Выносить адский физический труд, материнское одиночество (а материнство — всегда одиночество, никто до конца не поймет маминых страданий) без мужа — это настоящая человеческая трагедия и конец света в отдельно взятой плохо отапливаемой квартирке в панельном доме. Эти женщины, улыбчивые на людях, на самом деле грустнее и обреченнее сценариев всех фильмов фон Триера. А те мамаши, у кого семьи все еще есть, вот-вот развалят их своими руками. И сами будут виноваты.

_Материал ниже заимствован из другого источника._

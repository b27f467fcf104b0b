//! JSON type tags and the `type` keyword's type set.
//!
//! JSON has one numeric kind; draft-4 schemas distinguish `integer` from
//! `number`. A number carries the `integer` tag iff it is finite and has no
//! fractional part, so `2.0` validates as an integer while `2.5` does not.
//! The tag is computed from the parsed value; nothing here depends on whether
//! the parser stored it as i64, u64 or f64.

use std::fmt;

use serde_json::{Number, Value};

/// The seven draft-4 type names.
#[derive(Debug, Clone, Copy, PartialEq, Eq, PartialOrd, Ord)]
pub enum JsonType {
    Null,
    Boolean,
    Integer,
    Number,
    String,
    Array,
    Object,
}

impl JsonType {
    pub fn as_str(self) -> &'static str {
        match self {
            JsonType::Null => "null",
            JsonType::Boolean => "boolean",
            JsonType::Integer => "integer",
            JsonType::Number => "number",
            JsonType::String => "string",
            JsonType::Array => "array",
            JsonType::Object => "object",
        }
    }

    /// Parse a `type` keyword entry. Returns `None` for unknown names.
    pub fn from_name(name: &str) -> Option<JsonType> {
        match name {
            "null" => Some(JsonType::Null),
            "boolean" => Some(JsonType::Boolean),
            "integer" => Some(JsonType::Integer),
            "number" => Some(JsonType::Number),
            "string" => Some(JsonType::String),
            "array" => Some(JsonType::Array),
            "object" => Some(JsonType::Object),
            _ => None,
        }
    }
}

impl fmt::Display for JsonType {
    fn fmt(&self, f: &mut fmt::Formatter<'_>) -> fmt::Result {
        f.write_str(self.as_str())
    }
}

/// Tag of a parsed value. Integer-valued numbers get `Integer`.
pub fn json_type(value: &Value) -> JsonType {
    match value {
        Value::Null => JsonType::Null,
        Value::Bool(_) => JsonType::Boolean,
        Value::Number(n) => {
            if is_integer(number_to_f64(n)) {
                JsonType::Integer
            } else {
                JsonType::Number
            }
        }
        Value::String(_) => JsonType::String,
        Value::Array(_) => JsonType::Array,
        Value::Object(_) => JsonType::Object,
    }
}

/// A float counts as an integer iff it is finite with no fractional part.
pub fn is_integer(f: f64) -> bool {
    f.is_finite() && f.fract() == 0.0
}

/// Total widening of a parsed JSON number. Large u64 values round the same
/// way the original float64-based semantics did.
pub fn number_to_f64(n: &Number) -> f64 {
    if let Some(i) = n.as_i64() {
        i as f64
    } else if let Some(u) = n.as_u64() {
        u as f64
    } else {
        n.as_f64().unwrap_or(f64::NAN)
    }
}

// ------------------------------ Type set --------------------------------- //

/// The `type` keyword: either untyped (absent, matches anything) or a set of
/// tags the value must belong to. Declaration order is kept for rendering.
#[derive(Debug, Clone, Default)]
pub struct TypeSet {
    tags: Vec<JsonType>,
}

impl TypeSet {
    pub fn is_typed(&self) -> bool {
        !self.tags.is_empty()
    }

    pub fn contains(&self, tag: JsonType) -> bool {
        self.tags.contains(&tag)
    }

    /// Add a tag; `false` if it was already present.
    pub fn insert(&mut self, tag: JsonType) -> bool {
        if self.contains(tag) {
            return false;
        }
        self.tags.push(tag);
        true
    }

    /// Type gate for a value. Untyped sets accept everything; an
    /// integer-valued number passes under either `integer` or `number`,
    /// a fractional number only under `number`.
    pub fn accepts(&self, value: &Value) -> bool {
        if !self.is_typed() {
            return true;
        }
        match json_type(value) {
            JsonType::Integer => {
                self.contains(JsonType::Integer) || self.contains(JsonType::Number)
            }
            tag => self.contains(tag),
        }
    }
}

impl fmt::Display for TypeSet {
    fn fmt(&self, f: &mut fmt::Formatter<'_>) -> fmt::Result {
        for (i, tag) in self.tags.iter().enumerate() {
            if i > 0 {
                f.write_str(",")?;
            }
            f.write_str(tag.as_str())?;
        }
        Ok(())
    }
}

Почти все мамы с появлением ребенка совершают одну и ту же ошибку. Не знаю, кто им сказал, что малыш — это центр вселенной, что все должно быть только вокруг него. Время, внимание, заботы, любовь, раздражение и все остальное... Хватит врать, мамочки. Ребенок в семье — это не самое главное. Главное в семье — это семья. Ограничивать свою вселенную подгузниками и неваляшкой — ошибка, которую я сам совершал каждый день. Бежать сломя голову в семь утра готовить кашу — ошибка. Сначала поцелуйте мужа, если он есть, а каша потом. Иначе муж, сами не заметите как, начнет целоваться с кашей, а не с вами. Не смотреть по сторонам, не слушать музыку, не читать «Фейсбук» про Путина и не иметь ни одной темы для разговора, кроме подгузников со своей семьей — это ошибка. Не заметите, как подгузником, пользуясь терминологией Андрея Лошака, станете вы сами. Причем использованным.
Да и в Индию следующей зимой мы зря не поехали. Луке бы наверняка понравился и поезд, и масала-чай, и даже один на все вагоны беззубый проводник-пакистанец.
Юля вернулась в последние дни августа. Мы с Лукой как раз доламывали неваляшку. — «Ну как вы тут?» — «Я тебя люблю».